Pouco antes da visita, ainda no primeiro semestre de 2016, Ludma e Índia tiveram pedido feito pelo MAB para entrada no Programa de Proteção aos Defensores dos Direitos Humanos, mas ainda não tiveram resposta. O relatório reforçou o pedido.

O Ministério dos Direitos Humanos –responsável pelo programa–  informou ao UOL que “não é pública a informação sobre andamentos de inclusão em programas de proteção”. “Tudo corre em sigilo, conforme legislação sobre os programas”, complementou.

Fora do programa de proteção, Ludma conta que deixou a região após receber ameaças de todos os tipos. “Eram ameaças vindas de pessoas em carro, moto, a pé, mensagem de telefone, pessoas que vão em casa”, conta.

A gota d’água, diz, veio da boca de uma autoridade. “O delegado de lá disse que disse que não tinha com dar segurança. No começo, ainda faziam uma ronda, mas depois parou. Então, seguimos o conselho dele de deixar o local”, afirma.

Índia confirma que recebeu a “recomendação” do delegado, mas é mais cautelosa. Diz que prefere não entrar em detalhes sobre as ameaças porque tem a vida em jogo. “O programa e o MPF [Ministério Público Federal] já sabem [quais ameaças]”, disse.

Desde a quinta-feira da semana passada, o UOL pediu, em três oportunidades por e-mail, resposta da Secretaria de Segurança Pública de Rondônia sobre as afirmações das duas ameaçadas, mas não obteve retorno.

Em Novo Mutum, Ludma conta que é proprietária de um bar –e que hoje é administrado por pessoas próximas a ela. “Mas o negócio lá rende quase nada. Não chega a fazer R$ 500 no mês. A cidade está com a economia parada”, afirma.

O dinheiro arrecadado em seu negócio não paga nem sequer os R$ 900 de aluguel de uma casa na periferia de Porto Velho, onde mora com marido, os três filhos e a sogra. Índia paga menos, R$ 500, e mora distante de Ludma. Mesmo assim, elas se falam diariamente.

Ludma recebe benefício por invalidez devido a um problema na coluna. Por segurança, o endereço onde vive hoje não é revelado a ninguém. “Não temos apoio de nada, estamos tirando do bolso. Até deixamos de pagar conta para pagar o aluguel”, diz.

Outro lado

lado

A ESBR informou que tem responsabilidade de mil dos 1.600 imóveis existentes no local e que já houve destinação de imóveis para deslocados pela obra.

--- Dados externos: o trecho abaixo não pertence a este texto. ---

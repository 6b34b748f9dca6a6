//! Fallback resolution.
//!
//! # Responsibilities
//! - Select the first fallback candidate whose selector accepts an error
//! - Produce the fallback instance (static, or from a factory given the error)
//! - Check the instance structurally satisfies the call contract
//! - Invoke the matching operation with the original arguments
//!
//! # Design Decisions
//! - First match wins; later candidates are never consulted once one matched
//! - A fallback's own error propagates unchanged, past every outer resolver
//! - Configuration errors are never resolved by another fallback
//! - Factory products are checked lazily, on the call that needs them

use std::cell::Cell;
use std::fmt;
use std::sync::Arc;

use crate::callable::{Args, CallResult, Callable};
use crate::contract::{CallContract, Operation, ServiceObject, Signature};
use crate::error::{CallError, ErrorKind};

type Predicate = Arc<dyn Fn(&CallError) -> bool + Send + Sync>;

tokio::task_local! {
    /// Set when the innermost resolver's fallback returned the error in flight.
    static FALLBACK_FAILED: Cell<bool>;
}
type Factory = Arc<dyn Fn(&CallError) -> Arc<dyn ServiceObject> + Send + Sync>;

/// Decides whether a candidate handles an error.
#[derive(Clone)]
pub enum ErrorSelector {
    /// Accept all errors.
    Any,
    /// Accept errors of this kind and its subtypes.
    Kind(ErrorKind),
    /// Accept errors satisfying the predicate.
    Predicate(Predicate),
}

impl ErrorSelector {
    pub fn any() -> Self {
        ErrorSelector::Any
    }

    pub fn kind(kind: ErrorKind) -> Self {
        ErrorSelector::Kind(kind)
    }

    pub fn predicate<P>(predicate: P) -> Self
    where
        P: Fn(&CallError) -> bool + Send + Sync + 'static,
    {
        ErrorSelector::Predicate(Arc::new(predicate))
    }

    /// Accept application errors of concrete type `E`.
    pub fn of_type<E>() -> Self
    where
        E: std::error::Error + 'static,
    {
        Self::predicate(|error| error.downcast_ref::<E>().is_some())
    }

    pub fn accepts(&self, error: &CallError) -> bool {
        match self {
            ErrorSelector::Any => true,
            ErrorSelector::Kind(kind) => error.is(*kind),
            ErrorSelector::Predicate(predicate) => predicate(error),
        }
    }
}

impl fmt::Debug for ErrorSelector {
    fn fmt(&self, f: &mut fmt::Formatter<'_>) -> fmt::Result {
        match self {
            ErrorSelector::Any => f.write_str("Any"),
            ErrorSelector::Kind(kind) => f.debug_tuple("Kind").field(kind).finish(),
            ErrorSelector::Predicate(_) => f.write_str("Predicate"),
        }
    }
}

/// Produces the fallback instance for an accepted error.
#[derive(Clone)]
pub enum FallbackProducer {
    Instance(Arc<dyn ServiceObject>),
    Factory(Factory),
}

impl FallbackProducer {
    pub fn instance<O>(fallback: O) -> Self
    where
        O: ServiceObject + 'static,
    {
        FallbackProducer::Instance(Arc::new(fallback))
    }

    /// A factory receiving the triggering error.
    pub fn factory<F, O>(factory: F) -> Self
    where
        F: Fn(&CallError) -> O + Send + Sync + 'static,
        O: ServiceObject + 'static,
    {
        FallbackProducer::Factory(Arc::new(move |error| -> Arc<dyn ServiceObject> {
            Arc::new(factory(error))
        }))
    }

    pub fn produce(&self, error: &CallError) -> Arc<dyn ServiceObject> {
        match self {
            FallbackProducer::Instance(instance) => Arc::clone(instance),
            FallbackProducer::Factory(factory) => factory(error),
        }
    }
}

impl fmt::Debug for FallbackProducer {
    fn fmt(&self, f: &mut fmt::Formatter<'_>) -> fmt::Result {
        match self {
            FallbackProducer::Instance(instance) => {
                f.debug_tuple("Instance").field(&instance.type_name()).finish()
            }
            FallbackProducer::Factory(_) => f.write_str("Factory"),
        }
    }
}

/// A selector paired with a producer.
#[derive(Debug, Clone)]
pub struct FallbackCandidate {
    selector: ErrorSelector,
    producer: FallbackProducer,
}

impl FallbackCandidate {
    pub fn new(selector: ErrorSelector, producer: FallbackProducer) -> Self {
        Self { selector, producer }
    }
}

/// Resolves errors against an ordered candidate list for one contract.
#[derive(Debug)]
pub struct FallbackResolver {
    candidates: Vec<FallbackCandidate>,
    contract: Arc<CallContract>,
}

impl FallbackResolver {
    pub fn new(candidates: Vec<FallbackCandidate>, contract: Arc<CallContract>) -> Self {
        Self {
            candidates,
            contract,
        }
    }

    /// Check every static instance against the contract.
    pub fn validate_static(&self) -> Result<(), CallError> {
        self.candidates
            .iter()
            .filter_map(|candidate| match &candidate.producer {
                FallbackProducer::Instance(instance) => Some(instance),
                FallbackProducer::Factory(_) => None,
            })
            .try_for_each(|instance| self.check(instance.as_ref()))
    }

    fn check(&self, fallback: &dyn ServiceObject) -> Result<(), CallError> {
        let missing = self.contract.missing_from(fallback);
        if missing.is_empty() {
            return Ok(());
        }

        tracing::warn!(
            fallback = %fallback.type_name(),
            contract = %self.contract.name(),
            missing = ?missing,
            "Fallback does not satisfy the call contract"
        );
        Err(CallError::FallbackConfig {
            fallback: fallback.type_name().to_string(),
            contract: self.contract.name().to_string(),
            missing,
        })
    }

    /// Substitute a fallback result for `error`, or return `error` unchanged.
    pub async fn resolve(&self, error: CallError, signature: &Signature, args: Args) -> CallResult {
        if matches!(error, CallError::FallbackConfig { .. }) {
            return Err(error);
        }

        let Some(candidate) = self.candidates.iter().find(|c| c.selector.accepts(&error)) else {
            return Err(error);
        };

        let fallback = candidate.producer.produce(&error);
        self.check(fallback.as_ref())?;

        tracing::debug!(
            operation = %signature.name(),
            fallback = %fallback.type_name(),
            error_kind = %error.kind(),
            "Resolving call with fallback"
        );
        let result = FALLBACK_FAILED
            .scope(Cell::new(false), fallback.invoke(signature, args))
            .await;
        if result.is_err() {
            let _ = FALLBACK_FAILED.try_with(|failed| failed.set(true));
        }
        result
    }

    /// Guard `call` so its errors go through this resolver.
    pub fn guard(self: &Arc<Self>, call: Callable, operation: &Operation) -> Callable {
        let resolver = Arc::clone(self);
        let signature = operation.signature().clone();

        Callable::new(move |args: Args| {
            let resolver = Arc::clone(&resolver);
            let signature = signature.clone();
            let call = call.clone();
            async move {
                let attempt = async {
                    let _ = FALLBACK_FAILED.try_with(|failed| failed.set(false));
                    match call.call(args.clone()).await {
                        Ok(value) => Ok(value),
                        Err(error) if FALLBACK_FAILED.try_with(Cell::get).unwrap_or(false) => {
                            Err(error)
                        }
                        Err(error) => resolver.resolve(error, &signature, args).await,
                    }
                };

                if FALLBACK_FAILED.try_with(|_| ()).is_ok() {
                    attempt.await
                } else {
                    FALLBACK_FAILED.scope(Cell::new(false), attempt).await
                }
            }
        })
    }
}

“Deste total, 200 foram destinados aos beneficiários do Programa de Remanejamento das Populações Atingidas da Usina Hidrelétrica (UHE) Jirau, que optaram por esta modalidade de remanejamento, 80 tiveram destinação social (doações efetuadas, até o momento, por liberalidade da ESBR) e 720 estão sob administração direta da empresa, sendo a maioria usada como moradia dos empregados da UHE Jirau e de empresas terceiras.”

A empresa questiona a versão de que a construção dos lagos para as usinas foi responsável pela cheia. “As inundações observadas durante a cheia excepcional do rio Madeira ocorrida no início de 2014 foram causadas exclusivamente devido à intensificação da precipitação nas cabeceiras da bacia hidrográfica, principalmente na Bolívia, ultrapassando os mais elevados registros históricos de vazão para o período, não havendo portanto qualquer relação com a Usina Hidrelétrica Jirau”, informou.

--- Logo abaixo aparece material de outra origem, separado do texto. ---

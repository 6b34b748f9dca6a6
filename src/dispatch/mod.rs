//! Dispatch subsystem.
//!
//! # Data Flow
//! ```text
//! ResilientClient::builder(decorators).remote(r).build(contract)
//!     → decorators::chain (one decorated callable per remote operation)
//!     → InvocationHandler (immutable; owns the map for its lifetime)
//!
//! client.call(op, args)
//!     → handler.rs
//!         identity op  → TargetIdentity (equals / hash_code / to_string)
//!         default op   → its definition, undecorated
//!         remote op    → decorated callable → ... → remote call
//! ```
//!
//! # Design Decisions
//! - Build once, invoke many; the map is never rebuilt or mutated
//! - Concurrent calls need no coordination beyond what the wrappers provide

pub mod client;
pub mod handler;

pub use client::{ResilientClient, ResilientClientBuilder};
pub use handler::InvocationHandler;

A ESBR ainda alegou que esse entendimento foi confirmado pelo Judiciário e pelo ONS (Operador Nacional do Sistema Elétrico), que, segundo a empresa, “destacou que as ‘inundações observadas em vários locais da bacia do rio Madeira, mencionadas amplamente pela mídia, são consequências da cheia excepcional que ocorre nesta região e não foram causadas ou agravadas pela operação dos dois reservatórios [de Jirau e de Santo Antônio]'”.

Sobre as ameaças sofridas por Índia e Ludma, a ESBR disse que “repudia qualquer tipo de violência, assédio ou ameaças e conduz seu negócio, de geração de energia elétrica, com respeito aos direitos humanos, ambientais e com ética em suas relações”.

Sobre as 600 casas ocupadas, a Camargo Corrêa se limitou a dizer que foi “contratada exclusivamente para construir parte das obras da UHE Jirau” e que qualquer medida de compensação social ou ambiental relativa a UHE Jirau “é de responsabilidade da ESBR”.

Já a hidrelétrica de Santo Antônio Energia informou que usina “não possui ações em Nova Mutum” e que a responsabilidade do local é exclusiva da ESBR.